James E Bruinsma

REVIEW OF STUDIES CONCERNING EFFECTS OF UNBOUND CRUSHED CONCRETE BASES ON PCC PAVEMENT DRAINAGE

Recycled concrete aggregate (RCA) products are sometimes used as replacements for virgin aggregate products in concrete pavement structures. Recent concerns have centered on the deposit of RCA-associated fines and precipitate suspected of reducing the drainage capacity of RCA base layers and associated drainage systems. Environmental concerns have focused on the relatively high pH of the effluent produced by untreated RCA base layers. Several studies have examined these concerns and others; the results of some of these studies have not been published or publicized. The most relevant of these studies are summarized herein. These research efforts demonstrate that calcium-based compounds are present in most recycled concrete aggregates in quantities sufficient to be leached and precipitated in the presence of carbon dioxide. Precipitate potential appears to be related to the amount of freshly exposed cement paste surface. Thus, selective grading or blending with natural aggregates can reduce, but not eliminate, precipitate problems. It was also noted that insoluble, noncarbonate residue makes up a major portion of the materials found in and around pavement drainage systems. Washing the RCA products before using them in foundation layers appears to reduce the potential for accumulation of dust and other fines in the drainage system, but probably has little effect on precipitate potential. Field studies have shown that precipitate and insoluble materials can significantly reduce the permittivity of typical drainage fabrics but that attention to drainage design details can minimize the effects of these materials on pavement drainage.

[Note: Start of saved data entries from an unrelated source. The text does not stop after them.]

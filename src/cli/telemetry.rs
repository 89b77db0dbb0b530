//! Logging and optional OTLP span export.
//!
//! Export is switched on by `OTEL_EXPORTER_OTLP_ENDPOINT`; without it only the
//! fmt layer is installed.

use anyhow::{anyhow, Result};
use opentelemetry::{global, trace::TracerProvider as _, KeyValue};
use opentelemetry_otlp::{WithExportConfig, WithTonicConfig};
use opentelemetry_sdk::{
    propagation::TraceContextPropagator,
    runtime::Tokio,
    trace::{Tracer, TracerProvider},
    Resource,
};
use std::{env::var, sync::OnceLock, time::Duration};
use tonic::metadata::{Ascii, MetadataKey, MetadataMap, MetadataValue};
use tracing::{debug, Level};
use tracing_subscriber::{fmt, layer::SubscriberExt, EnvFilter, Registry};
use ulid::Ulid;

const EXPORT_TIMEOUT: Duration = Duration::from_secs(3);

static TRACER_PROVIDER: OnceLock<TracerProvider> = OnceLock::new();

/// Exporter settings read from the standard `OTEL_*` variables.
#[derive(Debug, Clone, PartialEq, Eq)]
struct ExportSettings {
    endpoint: String,
    headers: Vec<(String, String)>,
    instance_id: String,
}

impl ExportSettings {
    fn from_env() -> Option<Self> {
        Self::from_lookup(|key| var(key).ok())
    }

    /// `None` when no endpoint is configured.
    fn from_lookup(lookup: impl Fn(&str) -> Option<String>) -> Option<Self> {
        let endpoint = lookup("OTEL_EXPORTER_OTLP_ENDPOINT")?;
        let endpoint = endpoint.trim();
        if endpoint.is_empty() {
            return None;
        }
        Some(Self {
            endpoint: with_scheme(endpoint),
            headers: lookup("OTEL_EXPORTER_OTLP_HEADERS")
                .map(|raw| header_pairs(&raw))
                .unwrap_or_default(),
            instance_id: lookup("OTEL_SERVICE_INSTANCE_ID")
                .unwrap_or_else(|| Ulid::new().to_string()),
        })
    }

    // Collector auth headers are plain text; binary metadata is not supported.
    fn metadata(&self) -> Result<MetadataMap> {
        let mut metadata = MetadataMap::with_capacity(self.headers.len());
        for (name, value) in &self.headers {
            let name = name.to_ascii_lowercase();
            let key = MetadataKey::<Ascii>::from_bytes(name.as_bytes())
                .map_err(|e| anyhow!("invalid OTLP header name {name}: {e}"))?;
            let value: MetadataValue<Ascii> = value
                .parse()
                .map_err(|e| anyhow!("invalid OTLP header value for {name}: {e}"))?;
            metadata.insert(key, value);
        }
        Ok(metadata)
    }

    fn tracer(&self) -> Result<Tracer> {
        let mut exporter = opentelemetry_otlp::SpanExporter::builder()
            .with_tonic()
            .with_endpoint(&self.endpoint)
            .with_timeout(EXPORT_TIMEOUT);
        if !self.headers.is_empty() {
            exporter = exporter.with_metadata(self.metadata()?);
        }

        let provider = TracerProvider::builder()
            .with_batch_exporter(exporter.build()?, Tokio)
            .with_resource(Resource::new(vec![
                KeyValue::new("service.name", env!("CARGO_PKG_NAME")),
                KeyValue::new("service.version", env!("CARGO_PKG_VERSION")),
                KeyValue::new("service.instance.id", self.instance_id.clone()),
            ]))
            .build();

        let _ = TRACER_PROVIDER.set(provider.clone());
        global::set_tracer_provider(provider.clone());
        global::set_text_map_propagator(TraceContextPropagator::new());

        Ok(provider.tracer(env!("CARGO_PKG_NAME")))
    }
}

/// `k1=v1,k2=v2`; pairs without `=` or with an empty name are skipped.
fn header_pairs(raw: &str) -> Vec<(String, String)> {
    raw.split(',')
        .filter_map(|pair| pair.split_once('='))
        .map(|(name, value)| (name.trim().to_string(), value.trim().to_string()))
        .filter(|(name, _)| !name.is_empty())
        .collect()
}

/// gRPC endpoints without a scheme are assumed to be TLS.
fn with_scheme(endpoint: &str) -> String {
    if endpoint.starts_with("http://") || endpoint.starts_with("https://") {
        endpoint.to_string()
    } else {
        format!("https://{}", endpoint.trim_end_matches('/'))
    }
}

fn filter(level: Level) -> Result<EnvFilter> {
    Ok(EnvFilter::builder()
        .with_default_directive(level.into())
        .from_env_lossy()
        .add_directive("hyper=error".parse()?)
        .add_directive("tokio=error".parse()?)
        .add_directive("sqlx=warn".parse()?))
}

/// Install the global subscriber.
///
/// # Errors
///
/// Returns an error if the exporter cannot be built or a subscriber is
/// already installed.
pub fn init(verbosity_level: Option<Level>) -> Result<()> {
    let fmt_layer = fmt::layer()
        .with_file(false)
        .with_line_number(false)
        .with_thread_ids(false)
        .with_target(false);

    let otel_layer = ExportSettings::from_env()
        .map(|settings| settings.tracer())
        .transpose()?
        .map(|tracer| tracing_opentelemetry::layer().with_tracer(tracer));

    let subscriber = Registry::default()
        .with(fmt_layer)
        .with(otel_layer)
        .with(filter(verbosity_level.unwrap_or(Level::ERROR))?);
    tracing::subscriber::set_global_default(subscriber)?;

    Ok(())
}

/// Flush pending spans. Does nothing when export is off.
pub fn shutdown_tracer() {
    if let Some(provider) = TRACER_PROVIDER.get() {
        debug!("shutting down tracer provider");
        if let Err(err) = provider.shutdown() {
            debug!("tracer provider shutdown failed: {err}");
        }
    }
}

CHEMICAL APPROACH TO FORMATION OF CALCITE PRECIPITATE FROM RECYCLED CONCRETE AGGREGATE BASE LAYERS

The use of recycled portland cement concrete aggregate in pavement base layers has been associated with the reduction of filter fabric permittivity and the accumulation of calcite precipitate and other materials in pavement subdrainage systems. A mechanism of portlandite dissolution within base-layer pore waters, followed by exposure to atmospheric carbon dioxide via subdrainage systems, and subsequent calcite precipitation is explored using chemical thermodynamic techniques. Ion activities and pH levels are estimated for the equilibrium states of rainwater entering the pavement, base-layer pore water isolated from the atmosphere, and subdrainage water exposed to the atmosphere. Results derived agree with field and laboratory observations of pH levels.

Accelerated Practices for Construction of Airfield Concrete Pavement: Lessons Learned from Planning Phase

Information and experiences about accelerated or fast-track portland cement concrete (PCC) paving projects from the airport pavement industry are presented. The focus is on steps that can be taken during the planning phase to accelerate airfield PCC paving projects; the presentation is based on detailed case studies that were developed under an Innovative Pavement Research Foundation project. These case studies were developed from an extensive list of accelerated projects compiled from sources within the airfield paving industry, including contractors, designers, owners, and industry representatives. The key to applying accelerated paving techniques for rigid pavements lies in understanding the available strategies and in knowing when and how these strategies should be applied. A range of materials is available for accelerating pavement opening times, which is most often thought of as accelerated paving. However, beyond the simple selection of appropriate materials, many other strategies can accelerate an airfield PCC paving or repair project, including thorough planning and coordination of project activities, considering procurement and contract factors, and application of appropriate phasing and scheduling techniques during the project planning phase. Strategies addressing design, construction, and ancillary issues are included in the Accelerated Practices for Airfield Concrete Pavement Construction final documents.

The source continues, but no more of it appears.